The history of the church of Santa Croce

 

 

At the beginning of the century the church maintained its original appearance of a small parish church, set back from the square, on whose main altar the Deposition of Signorelli dominated, which had been placed there around 1516. It had two small chapels along the side walls, almost certainly the only ones. In one of these there was a picture of San Vincenzo, as it would seem to confirm a note attached to a notarial deed of 1605 with the inscription: “Giuseppe Laudati, a painter from Perugia, painted the picture of San Vincenzo in Santa Croce. He was a pupil of Carlo Maratta ”.

 

 

 

 

 

 

 

 

 

 

 

 

 

 

 

 

 

 

 

 

The altar of the second chapel was adorned with the painting by Marino Sponta, della Fratta, which represented the Presentation in the Temple.
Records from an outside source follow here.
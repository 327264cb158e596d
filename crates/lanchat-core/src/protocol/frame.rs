//! Frame encoding and the streaming frame reader.
//!
//! Encoding is a header followed immediately by the payload bytes; there
//! are no message boundary markers beyond the declared length. Decoding
//! must tolerate partial and coalesced reads: a header and the start of
//! its body routinely arrive in one read, and a declared length routinely
//! spans many reads.

use crate::error::{Error, Result};
use crate::{DEFAULT_BUFFER_SIZE, MAX_LINE_READ};
use tokio::io::{AsyncRead, AsyncReadExt};

/// Encode a length-prefixed JSON envelope: `TAG:<len>:` + payload.
pub fn envelope(tag: &str, payload: &[u8]) -> Vec<u8> {
    let mut out = format!("{}:{}:", tag, payload.len()).into_bytes();
    out.extend_from_slice(payload);
    out
}

/// Encode a binary block header: `TAG:<len>`, no trailing colon. The raw
/// payload bytes follow in separate chunked writes.
pub fn block_header(tag: &str, len: usize) -> Vec<u8> {
    format!("{}:{}", tag, len).into_bytes()
}

/// Streaming frame reader over a byte stream.
///
/// Keeps a pending buffer of bytes that arrived past the end of the
/// previous frame, so callers can treat "one frame" and "exactly N
/// bytes" as primitives regardless of how the transport coalesced them.
pub struct FrameReader<R> {
    inner: R,
    buffer_size: usize,
    pending: Vec<u8>,
}

impl<R: AsyncRead + Unpin> FrameReader<R> {
    /// Wrap a stream with the default chunk size.
    pub fn new(inner: R) -> Self {
        Self::with_buffer_size(inner, DEFAULT_BUFFER_SIZE)
    }

    /// Wrap a stream with an explicit chunk size for length-prefixed
    /// payload reads.
    pub fn with_buffer_size(inner: R, buffer_size: usize) -> Self {
        Self {
            inner,
            buffer_size,
            pending: Vec::new(),
        }
    }

    /// Return bytes to the front of the reader, to be consumed by the
    /// next read. Used when a parsed header turns out to be a chat line
    /// after all, or when a frame carried the start of a following one.
    pub fn push_back(&mut self, bytes: &[u8]) {
        if bytes.is_empty() {
            return;
        }
        let mut buf = bytes.to_vec();
        buf.extend_from_slice(&self.pending);
        self.pending = buf;
    }

    /// Read one line frame: whatever the next read returns, capped at
    /// [`MAX_LINE_READ`]. Pending bytes are served first.
    ///
    /// Returns `Error::Connection` when the peer has closed the stream.
    pub async fn read_frame(&mut self) -> Result<Vec<u8>> {
        if !self.pending.is_empty() {
            let take = self.pending.len().min(MAX_LINE_READ);
            return Ok(self.pending.drain(..take).collect());
        }
        let mut buf = vec![0u8; MAX_LINE_READ];
        let n = self.inner.read(&mut buf).await?;
        if n == 0 {
            return Err(Error::Connection("peer closed the stream".into()));
        }
        buf.truncate(n);
        Ok(buf)
    }

    /// Read exactly `len` bytes, draining pending bytes first and then
    /// looping bounded-chunk reads until the total is satisfied.
    ///
    /// A zero-length read mid-frame aborts with `Error::Transfer` rather
    /// than looping forever.
    pub async fn read_exact_frame(&mut self, len: usize) -> Result<Vec<u8>> {
        // `len` may come off the wire; do not pre-allocate it.
        let mut out = Vec::with_capacity(len.min(self.buffer_size));
        let take = self.pending.len().min(len);
        out.extend(self.pending.drain(..take));

        let mut buf = vec![0u8; self.buffer_size];
        while out.len() < len {
            let want = (len - out.len()).min(self.buffer_size);
            let n = self.inner.read(&mut buf[..want]).await?;
            if n == 0 {
                return Err(Error::Transfer(format!(
                    "stream closed after {} of {} bytes",
                    out.len(),
                    len
                )));
            }
            out.extend_from_slice(&buf[..n]);
        }
        Ok(out)
    }

    /// Number of bytes buffered but not yet consumed.
    pub fn pending_len(&self) -> usize {
        self.pending.len()
    }

    /// Configured chunk size for length-prefixed payload reads.
    pub fn buffer_size(&self) -> usize {
        self.buffer_size
    }
}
The work dates back to around 1618, because in that year Sponta had eight scudi in advance for his work; another five he took on 21 December 1620, and on 19 January 1621 the final balance of nine scudi. The modesty of the figure is also recognized by Antonio Guerrini (3) with the remark that the Presentation in the Temple cost "the mere gratification of 22 scudi".
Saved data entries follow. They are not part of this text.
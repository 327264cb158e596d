//! Accept loop: one spawned task per connection.

use crate::config::ServerConfig;
use crate::error::Result;
use crate::hub::Hub;
use crate::session::Session;
use crate::store::FileStore;
use std::sync::Arc;
use tokio::net::TcpListener;
use tracing::{info, warn};

/// Process-wide shared state: the configuration, the session registry
/// and the file store.
pub struct ServerState {
    /// Server configuration.
    pub config: ServerConfig,
    /// Live-session registry and fan-out.
    pub hub: Hub,
    /// Upload directory and metadata index.
    pub store: FileStore,
}

impl ServerState {
    /// Open the file store (reconciling it against the upload
    /// directory) and assemble the shared state.
    pub async fn new(config: ServerConfig) -> Result<Arc<Self>> {
        let store = FileStore::open(config.upload_dir.clone()).await?;
        Ok(Arc::new(Self {
            config,
            hub: Hub::new(),
            store,
        }))
    }
}

/// Run the accept loop forever. A single session's failure never
/// terminates the server; accept errors are logged and retried.
pub async fn serve(listener: TcpListener, state: Arc<ServerState>) -> Result<()> {
    info!(
        address = %listener.local_addr()?,
        upload_dir = ?state.config.upload_dir,
        auth = !state.config.password.is_empty(),
        "Server listening"
    );

    loop {
        let (socket, addr) = match listener.accept().await {
            Ok(conn) => conn,
            Err(e) => {
                warn!(error = %e, "Accept failed");
                continue;
            }
        };
        let state = Arc::clone(&state);
        tokio::spawn(async move {
            Session::run(socket, addr.to_string(), state).await;
        });
    }
}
Between 1614 and 1615, the two chapels, one of which was dedicated to San Francesco da Paola, were gilded (4). The work was carried out by Muzio Flori and Berardino Sermigni. But something must have gone wrong because in 1620 some unspecified works were commissioned: "Messer Berardino Sermigni is obliged to redo the two chapels ... for six shields".

 

 

 

 

 

 

 

Also from the same period dates the masterpiece of the "great wooden exhibition" to embed the Deposition by Signorelli, hanging on the back wall, behind the main altar. The author was Pietro Lazzari, from Sant'Angelo in Vado. The exhibition was commissioned and ordered by the Confraternity to give a more worthy location to the work of the Cortonese artist and in the various existing annotations it is indicated with different expressions: "Mostra Lignea", "The Chapel", "The Ornament of the Altar Maggiore ”,“ The Chapel Ornament ”.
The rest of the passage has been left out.